**EXERCISE:** Copy out all the lines of the data that hold the word "CompletionOptions".

- - -

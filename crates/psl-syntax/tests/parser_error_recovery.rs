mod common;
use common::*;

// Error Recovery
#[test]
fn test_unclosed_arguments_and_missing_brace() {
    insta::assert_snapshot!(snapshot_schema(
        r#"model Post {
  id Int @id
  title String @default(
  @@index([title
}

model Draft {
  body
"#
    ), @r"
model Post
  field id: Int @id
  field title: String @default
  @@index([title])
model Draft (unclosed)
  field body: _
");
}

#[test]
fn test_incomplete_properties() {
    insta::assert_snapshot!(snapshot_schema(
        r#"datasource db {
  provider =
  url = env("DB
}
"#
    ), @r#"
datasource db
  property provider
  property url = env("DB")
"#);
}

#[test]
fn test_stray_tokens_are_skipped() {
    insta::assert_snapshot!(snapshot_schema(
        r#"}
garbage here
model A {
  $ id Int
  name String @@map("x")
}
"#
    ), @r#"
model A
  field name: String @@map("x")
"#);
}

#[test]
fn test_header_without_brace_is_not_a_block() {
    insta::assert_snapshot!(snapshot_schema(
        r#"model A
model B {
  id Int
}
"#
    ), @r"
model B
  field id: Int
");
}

- - -

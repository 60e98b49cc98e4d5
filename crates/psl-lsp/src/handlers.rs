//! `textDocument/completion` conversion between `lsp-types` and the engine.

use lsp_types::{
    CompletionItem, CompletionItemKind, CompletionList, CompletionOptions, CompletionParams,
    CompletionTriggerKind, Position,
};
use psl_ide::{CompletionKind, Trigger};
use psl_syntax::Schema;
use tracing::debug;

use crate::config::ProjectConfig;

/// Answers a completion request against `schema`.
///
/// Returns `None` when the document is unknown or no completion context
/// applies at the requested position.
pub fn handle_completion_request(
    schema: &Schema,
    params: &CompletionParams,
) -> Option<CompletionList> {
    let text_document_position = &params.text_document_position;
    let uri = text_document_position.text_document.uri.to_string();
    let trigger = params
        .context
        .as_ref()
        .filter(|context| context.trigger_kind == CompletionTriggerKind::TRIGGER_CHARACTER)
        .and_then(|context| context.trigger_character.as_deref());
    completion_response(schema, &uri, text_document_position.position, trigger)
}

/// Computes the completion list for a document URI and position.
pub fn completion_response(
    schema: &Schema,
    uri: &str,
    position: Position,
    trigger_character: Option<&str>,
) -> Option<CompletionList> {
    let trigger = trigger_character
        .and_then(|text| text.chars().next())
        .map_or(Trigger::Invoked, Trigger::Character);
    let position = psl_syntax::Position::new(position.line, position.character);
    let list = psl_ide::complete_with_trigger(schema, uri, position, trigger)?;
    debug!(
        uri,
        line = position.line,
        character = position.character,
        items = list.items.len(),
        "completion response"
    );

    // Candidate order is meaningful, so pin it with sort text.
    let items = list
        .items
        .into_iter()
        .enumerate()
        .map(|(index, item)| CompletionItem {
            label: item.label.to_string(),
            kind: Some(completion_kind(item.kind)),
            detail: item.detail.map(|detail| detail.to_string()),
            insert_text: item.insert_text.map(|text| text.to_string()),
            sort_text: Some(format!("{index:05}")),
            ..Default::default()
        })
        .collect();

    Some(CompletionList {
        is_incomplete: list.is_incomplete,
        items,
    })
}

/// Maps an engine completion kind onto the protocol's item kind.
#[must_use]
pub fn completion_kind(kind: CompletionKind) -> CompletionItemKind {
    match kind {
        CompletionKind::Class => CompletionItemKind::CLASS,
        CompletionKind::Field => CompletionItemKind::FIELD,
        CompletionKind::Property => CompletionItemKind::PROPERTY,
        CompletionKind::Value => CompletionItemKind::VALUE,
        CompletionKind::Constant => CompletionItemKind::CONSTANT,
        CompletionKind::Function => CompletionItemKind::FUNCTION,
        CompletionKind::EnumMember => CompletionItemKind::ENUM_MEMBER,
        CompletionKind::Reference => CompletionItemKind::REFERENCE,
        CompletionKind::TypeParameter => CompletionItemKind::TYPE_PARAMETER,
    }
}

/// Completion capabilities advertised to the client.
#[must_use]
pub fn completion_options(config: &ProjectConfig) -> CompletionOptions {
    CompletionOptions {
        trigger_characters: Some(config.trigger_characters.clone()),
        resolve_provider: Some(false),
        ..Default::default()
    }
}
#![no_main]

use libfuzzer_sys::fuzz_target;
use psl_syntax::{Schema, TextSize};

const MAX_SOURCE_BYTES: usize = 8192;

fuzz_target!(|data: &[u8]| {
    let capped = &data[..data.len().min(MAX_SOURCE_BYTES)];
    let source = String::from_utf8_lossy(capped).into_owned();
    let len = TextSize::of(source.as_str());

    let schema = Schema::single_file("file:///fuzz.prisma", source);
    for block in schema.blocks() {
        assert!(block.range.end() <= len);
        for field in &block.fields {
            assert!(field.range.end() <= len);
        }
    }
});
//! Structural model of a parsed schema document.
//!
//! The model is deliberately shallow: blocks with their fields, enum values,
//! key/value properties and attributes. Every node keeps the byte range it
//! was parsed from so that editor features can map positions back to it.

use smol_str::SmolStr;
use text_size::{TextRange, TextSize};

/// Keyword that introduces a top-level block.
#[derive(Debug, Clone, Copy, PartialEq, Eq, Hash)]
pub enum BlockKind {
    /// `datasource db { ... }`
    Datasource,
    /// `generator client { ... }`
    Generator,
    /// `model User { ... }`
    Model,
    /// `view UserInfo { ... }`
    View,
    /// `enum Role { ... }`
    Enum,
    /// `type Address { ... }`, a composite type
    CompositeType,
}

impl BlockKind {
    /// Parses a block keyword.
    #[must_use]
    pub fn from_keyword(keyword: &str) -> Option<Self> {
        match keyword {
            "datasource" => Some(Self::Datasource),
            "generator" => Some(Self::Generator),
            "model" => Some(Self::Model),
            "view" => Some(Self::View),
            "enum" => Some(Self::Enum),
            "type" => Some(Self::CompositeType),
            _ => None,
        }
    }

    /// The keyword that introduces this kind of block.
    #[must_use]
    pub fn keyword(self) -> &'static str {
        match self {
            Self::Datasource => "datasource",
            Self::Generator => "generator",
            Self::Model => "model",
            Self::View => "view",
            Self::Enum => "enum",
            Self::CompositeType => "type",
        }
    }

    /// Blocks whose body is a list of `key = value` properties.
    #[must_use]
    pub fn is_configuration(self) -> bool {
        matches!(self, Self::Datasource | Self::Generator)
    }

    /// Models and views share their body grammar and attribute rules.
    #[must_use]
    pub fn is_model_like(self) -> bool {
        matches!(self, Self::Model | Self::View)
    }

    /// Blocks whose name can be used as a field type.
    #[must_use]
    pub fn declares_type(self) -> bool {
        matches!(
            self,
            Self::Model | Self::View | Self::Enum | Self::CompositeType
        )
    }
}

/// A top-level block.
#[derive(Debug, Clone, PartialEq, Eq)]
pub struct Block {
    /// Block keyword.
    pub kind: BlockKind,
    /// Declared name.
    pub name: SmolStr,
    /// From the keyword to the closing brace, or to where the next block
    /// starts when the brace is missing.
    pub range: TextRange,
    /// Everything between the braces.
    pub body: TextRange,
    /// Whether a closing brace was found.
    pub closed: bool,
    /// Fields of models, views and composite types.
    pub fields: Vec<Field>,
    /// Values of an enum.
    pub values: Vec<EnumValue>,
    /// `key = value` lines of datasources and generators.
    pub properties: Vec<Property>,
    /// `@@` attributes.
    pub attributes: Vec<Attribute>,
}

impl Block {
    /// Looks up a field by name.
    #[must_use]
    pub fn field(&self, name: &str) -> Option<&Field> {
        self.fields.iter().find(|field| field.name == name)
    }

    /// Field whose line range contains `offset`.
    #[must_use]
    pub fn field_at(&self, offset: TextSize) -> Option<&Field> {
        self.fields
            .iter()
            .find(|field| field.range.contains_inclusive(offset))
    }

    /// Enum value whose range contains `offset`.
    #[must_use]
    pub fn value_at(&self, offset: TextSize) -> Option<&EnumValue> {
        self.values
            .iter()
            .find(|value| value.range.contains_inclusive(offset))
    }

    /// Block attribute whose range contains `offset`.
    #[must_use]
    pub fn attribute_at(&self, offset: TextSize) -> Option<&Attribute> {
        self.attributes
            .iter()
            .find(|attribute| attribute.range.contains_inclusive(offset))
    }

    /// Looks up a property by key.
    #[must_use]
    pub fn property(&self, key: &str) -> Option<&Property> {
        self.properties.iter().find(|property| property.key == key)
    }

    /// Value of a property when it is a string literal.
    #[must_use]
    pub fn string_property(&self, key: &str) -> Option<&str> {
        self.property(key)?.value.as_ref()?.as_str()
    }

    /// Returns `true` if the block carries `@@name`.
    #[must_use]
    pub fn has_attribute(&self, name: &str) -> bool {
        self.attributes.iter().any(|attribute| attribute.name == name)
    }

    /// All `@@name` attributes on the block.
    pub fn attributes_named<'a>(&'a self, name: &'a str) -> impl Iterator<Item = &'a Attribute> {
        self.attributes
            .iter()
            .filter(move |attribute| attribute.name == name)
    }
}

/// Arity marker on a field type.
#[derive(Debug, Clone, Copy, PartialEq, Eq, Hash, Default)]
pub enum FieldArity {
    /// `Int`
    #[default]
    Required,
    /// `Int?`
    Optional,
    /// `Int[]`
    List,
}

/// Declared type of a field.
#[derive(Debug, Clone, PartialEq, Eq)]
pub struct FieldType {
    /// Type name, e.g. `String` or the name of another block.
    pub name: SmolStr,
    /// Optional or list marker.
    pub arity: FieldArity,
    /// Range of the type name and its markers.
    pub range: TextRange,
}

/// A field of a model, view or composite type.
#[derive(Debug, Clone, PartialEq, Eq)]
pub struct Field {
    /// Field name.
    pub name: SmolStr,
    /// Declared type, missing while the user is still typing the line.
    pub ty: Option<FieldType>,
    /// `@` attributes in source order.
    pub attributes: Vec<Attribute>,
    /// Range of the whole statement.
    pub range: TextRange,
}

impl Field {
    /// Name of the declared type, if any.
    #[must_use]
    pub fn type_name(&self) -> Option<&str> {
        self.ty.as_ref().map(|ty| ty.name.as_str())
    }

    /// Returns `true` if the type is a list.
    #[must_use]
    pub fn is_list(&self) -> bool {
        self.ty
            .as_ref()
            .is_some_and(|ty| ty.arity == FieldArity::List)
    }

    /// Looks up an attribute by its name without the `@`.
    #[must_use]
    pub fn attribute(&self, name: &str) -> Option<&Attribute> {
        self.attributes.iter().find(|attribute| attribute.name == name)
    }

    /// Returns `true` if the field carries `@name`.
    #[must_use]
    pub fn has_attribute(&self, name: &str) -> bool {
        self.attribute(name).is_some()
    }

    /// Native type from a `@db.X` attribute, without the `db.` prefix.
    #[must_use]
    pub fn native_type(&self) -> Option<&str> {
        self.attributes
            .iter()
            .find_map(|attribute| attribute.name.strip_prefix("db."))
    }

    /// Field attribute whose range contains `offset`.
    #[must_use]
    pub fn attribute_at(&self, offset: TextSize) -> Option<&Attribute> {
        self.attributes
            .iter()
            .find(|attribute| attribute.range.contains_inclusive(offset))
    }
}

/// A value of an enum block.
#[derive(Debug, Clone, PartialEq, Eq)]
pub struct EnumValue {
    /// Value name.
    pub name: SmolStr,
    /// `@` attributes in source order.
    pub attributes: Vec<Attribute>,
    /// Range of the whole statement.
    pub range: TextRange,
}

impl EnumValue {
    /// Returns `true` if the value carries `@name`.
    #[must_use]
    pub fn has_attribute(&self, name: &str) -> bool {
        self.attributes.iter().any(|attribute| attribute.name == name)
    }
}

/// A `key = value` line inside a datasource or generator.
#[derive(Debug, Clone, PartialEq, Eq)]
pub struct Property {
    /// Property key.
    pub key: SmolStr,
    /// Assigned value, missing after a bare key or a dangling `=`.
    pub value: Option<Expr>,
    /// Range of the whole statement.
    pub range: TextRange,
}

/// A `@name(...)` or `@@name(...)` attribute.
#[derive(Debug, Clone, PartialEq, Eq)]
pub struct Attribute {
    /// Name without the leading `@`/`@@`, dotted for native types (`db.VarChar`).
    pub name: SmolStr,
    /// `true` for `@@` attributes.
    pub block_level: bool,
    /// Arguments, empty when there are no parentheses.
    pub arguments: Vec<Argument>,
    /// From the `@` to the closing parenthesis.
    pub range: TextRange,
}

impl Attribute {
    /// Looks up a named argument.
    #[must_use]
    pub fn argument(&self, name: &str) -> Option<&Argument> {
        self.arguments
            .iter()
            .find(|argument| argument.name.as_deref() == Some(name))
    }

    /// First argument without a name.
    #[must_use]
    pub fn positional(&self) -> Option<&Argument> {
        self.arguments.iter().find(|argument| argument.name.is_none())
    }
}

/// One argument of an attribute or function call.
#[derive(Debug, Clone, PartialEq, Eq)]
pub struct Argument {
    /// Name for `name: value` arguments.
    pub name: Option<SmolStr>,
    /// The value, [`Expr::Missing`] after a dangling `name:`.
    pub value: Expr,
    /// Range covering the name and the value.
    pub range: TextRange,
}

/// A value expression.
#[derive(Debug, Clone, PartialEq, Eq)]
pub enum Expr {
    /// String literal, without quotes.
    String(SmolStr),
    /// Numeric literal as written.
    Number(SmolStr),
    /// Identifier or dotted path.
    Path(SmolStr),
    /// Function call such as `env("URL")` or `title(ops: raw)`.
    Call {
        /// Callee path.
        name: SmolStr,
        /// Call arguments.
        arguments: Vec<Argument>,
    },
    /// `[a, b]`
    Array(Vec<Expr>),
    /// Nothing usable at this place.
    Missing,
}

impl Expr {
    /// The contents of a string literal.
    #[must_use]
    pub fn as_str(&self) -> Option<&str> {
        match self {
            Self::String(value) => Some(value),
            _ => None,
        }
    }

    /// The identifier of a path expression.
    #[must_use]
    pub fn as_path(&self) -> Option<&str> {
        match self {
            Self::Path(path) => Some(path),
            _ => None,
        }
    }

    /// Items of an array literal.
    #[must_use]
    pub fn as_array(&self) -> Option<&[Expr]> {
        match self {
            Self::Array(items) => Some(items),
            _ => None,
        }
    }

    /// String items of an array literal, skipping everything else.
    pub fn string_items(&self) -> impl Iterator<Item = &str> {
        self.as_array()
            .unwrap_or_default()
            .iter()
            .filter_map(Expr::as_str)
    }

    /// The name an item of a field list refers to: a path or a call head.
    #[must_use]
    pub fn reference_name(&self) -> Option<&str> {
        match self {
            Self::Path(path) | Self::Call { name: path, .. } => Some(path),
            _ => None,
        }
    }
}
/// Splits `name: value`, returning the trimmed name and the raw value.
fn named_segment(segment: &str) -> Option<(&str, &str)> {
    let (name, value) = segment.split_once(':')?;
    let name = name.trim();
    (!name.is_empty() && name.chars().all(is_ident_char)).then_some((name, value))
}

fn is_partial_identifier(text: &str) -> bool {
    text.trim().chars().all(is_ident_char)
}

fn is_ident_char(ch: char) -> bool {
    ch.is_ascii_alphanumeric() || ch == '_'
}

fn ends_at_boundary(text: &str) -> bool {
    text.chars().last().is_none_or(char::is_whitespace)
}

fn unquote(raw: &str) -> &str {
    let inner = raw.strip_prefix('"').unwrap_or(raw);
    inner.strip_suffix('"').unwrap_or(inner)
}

- - -

**SOLUTION:**
    CompletionItem, CompletionItemKind, CompletionList, CompletionOptions, CompletionParams,
pub fn completion_options(config: &ProjectConfig) -> CompletionOptions {
    CompletionOptions {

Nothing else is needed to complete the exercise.